Saved data entries:

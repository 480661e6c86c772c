//! Per-identity fixed-window admission.
//!
//! Each caller identity (the API key header) owns one [`RateWindow`]. The
//! window starts at the identity's first request, not on a wall-clock minute,
//! so two callers are phased independently.

use axum::{
    body::Body,
    extract::State,
    http::{header, HeaderValue, Request},
    middleware::Next,
    response::{IntoResponse, Response},
};
use dashmap::mapref::entry::Entry;
use dashmap::DashMap;
use std::sync::Arc;
use std::time::{Duration, Instant};

use crate::clock::{Clock, SystemClock};
use crate::config::RateLimitConfig;
use crate::error::GatewayError;
use crate::http::request::request_id;
use crate::observability::metrics;

/// Counter series for one identity.
#[derive(Debug, Clone, Copy, PartialEq, Eq)]
pub struct RateWindow {
    /// Requests counted in this window, denied ones included.
    pub count: u64,
    /// When this window began.
    pub window_start: Instant,
}

impl RateWindow {
    fn fresh(now: Instant) -> Self {
        Self {
            count: 1,
            window_start: now,
        }
    }

    fn is_expired(&self, now: Instant, window: Duration) -> bool {
        now.saturating_duration_since(self.window_start) > window
    }
}

/// Concurrent window map keyed by identity.
///
/// Sharded, so updates to different identities rarely share a lock.
pub type WindowStore = Arc<DashMap<String, RateWindow>>;

/// Why a request was turned away.
#[derive(Debug, Clone, Copy, PartialEq, Eq)]
pub enum DenyReason {
    /// No identity, or a blank one.
    MissingCredential,
    /// Window count went past the limit.
    RateLimitExceeded { retry_after: Duration },
}

/// Admission decision.
#[derive(Debug, Clone, Copy, PartialEq, Eq)]
pub enum Decision {
    Allow,
    Deny(DenyReason),
}

impl Decision {
    pub fn is_allowed(&self) -> bool {
        matches!(self, Decision::Allow)
    }
}

/// Fixed-window rate limiter keyed by caller identity.
pub struct AdmissionGate {
    store: WindowStore,
    clock: Arc<dyn Clock>,
    enabled: bool,
    limit: u64,
    window: Duration,
    evict_after: Duration,
}

impl AdmissionGate {
    /// Create a gate with its own store and the system clock.
    pub fn new(config: &RateLimitConfig) -> Self {
        Self::with_store(config, Arc::new(DashMap::new()), Arc::new(SystemClock))
    }

    /// Create a gate over an existing store and clock.
    pub fn with_store(config: &RateLimitConfig, store: WindowStore, clock: Arc<dyn Clock>) -> Self {
        let window = config.window();
        Self {
            store,
            clock,
            enabled: config.enabled,
            limit: config.requests_per_window,
            window,
            evict_after: window.saturating_mul(config.evict_after_windows.max(1)),
        }
    }

    /// Admit or deny one request from `identity`.
    ///
    /// The read-check-update runs while holding the entry's shard lock, so
    /// two concurrent callers can never both take the last slot.
    pub fn admit(&self, identity: &str) -> Decision {
        if !self.enabled {
            return Decision::Allow;
        }

        let now = self.clock.now();
        let window = match self.store.entry(identity.to_string()) {
            Entry::Occupied(mut entry) => {
                let current = entry.get_mut();
                if current.is_expired(now, self.window) {
                    *current = RateWindow::fresh(now);
                } else {
                    current.count = current.count.saturating_add(1);
                }
                *current
            }
            Entry::Vacant(entry) => *entry.insert(RateWindow::fresh(now)),
        };

        if window.count <= self.limit {
            Decision::Allow
        } else {
            let elapsed = now.saturating_duration_since(window.window_start);
            Decision::Deny(DenyReason::RateLimitExceeded {
                retry_after: self.window.saturating_sub(elapsed),
            })
        }
    }

    /// Admit a request given the raw identity header, if any.
    ///
    /// Missing or blank identities are refused before the store is touched.
    pub fn admit_request(&self, identity: Option<&str>) -> Decision {
        match identity.map(str::trim) {
            Some(id) if !id.is_empty() => self.admit(id),
            _ => Decision::Deny(DenyReason::MissingCredential),
        }
    }

    /// Current window for `identity`, if one is tracked.
    pub fn window(&self, identity: &str) -> Option<RateWindow> {
        self.store.get(identity).map(|w| *w)
    }

    /// Number of identities with a tracked window.
    pub fn tracked_identities(&self) -> usize {
        self.store.len()
    }

    pub fn limit(&self) -> u64 {
        self.limit
    }

    pub fn window_length(&self) -> Duration {
        self.window
    }

    /// Drop windows that started more than `evict_after_windows` windows ago.
    ///
    /// Such a window is already expired, so removing it cannot change any
    /// later decision. Returns how many were removed.
    pub fn sweep_idle(&self) -> usize {
        let now = self.clock.now();
        let before = self.store.len();
        self.store
            .retain(|_, w| now.saturating_duration_since(w.window_start) <= self.evict_after);
        let removed = before.saturating_sub(self.store.len());
        metrics::record_tracked_identities(self.store.len());
        removed
    }
}

/// Request state for [`admission_middleware`].
#[derive(Clone)]
pub struct AdmissionState {
    pub gate: Arc<AdmissionGate>,
    pub identity_header: Arc<str>,
}

/// Middleware gating a router on [`AdmissionGate::admit_request`].
pub async fn admission_middleware(
    State(state): State<AdmissionState>,
    request: Request<Body>,
    next: Next,
) -> Response {
    let identity = request
        .headers()
        .get(&*state.identity_header)
        .and_then(|v| v.to_str().ok());

    match state.gate.admit_request(identity) {
        Decision::Allow => {
            metrics::record_admission("allowed");
            next.run(request).await
        }
        Decision::Deny(DenyReason::MissingCredential) => {
            tracing::warn!(
                request_id = %request_id(&request),
                path = %request.uri().path(),
                "Rejected request without API key"
            );
            metrics::record_admission("missing_credential");
            GatewayError::MissingCredential.into_response()
        }
        Decision::Deny(DenyReason::RateLimitExceeded { retry_after }) => {
            tracing::warn!(
                request_id = %request_id(&request),
                client = identity.unwrap_or_default(),
                retry_after_secs = retry_after.as_secs(),
                "Rate limit exceeded"
            );
            metrics::record_admission("rate_limited");
            let mut response = GatewayError::RateLimitExceeded { retry_after }.into_response();
            // Round up so clients never retry inside the current window.
            let secs = retry_after.as_secs() + u64::from(retry_after.subsec_nanos() > 0);
            if let Ok(value) = HeaderValue::from_str(&secs.to_string()) {
                response.headers_mut().insert(header::RETRY_AFTER, value);
            }
            response
        }
    }
}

§ **Exercise description**:
Out of the data above, set down the lines from the one with "current.count = current.count.saturating_add(1);" to the one with "if window.count <= self.limit", both included, exactly as written and with no additions.

§ **Written reply**:
                    current.count = current.count.saturating_add(1);
                }
                *current
            }
            Entry::Vacant(entry) => *entry.insert(RateWindow::fresh(now)),
        };

        if window.count <= self.limit {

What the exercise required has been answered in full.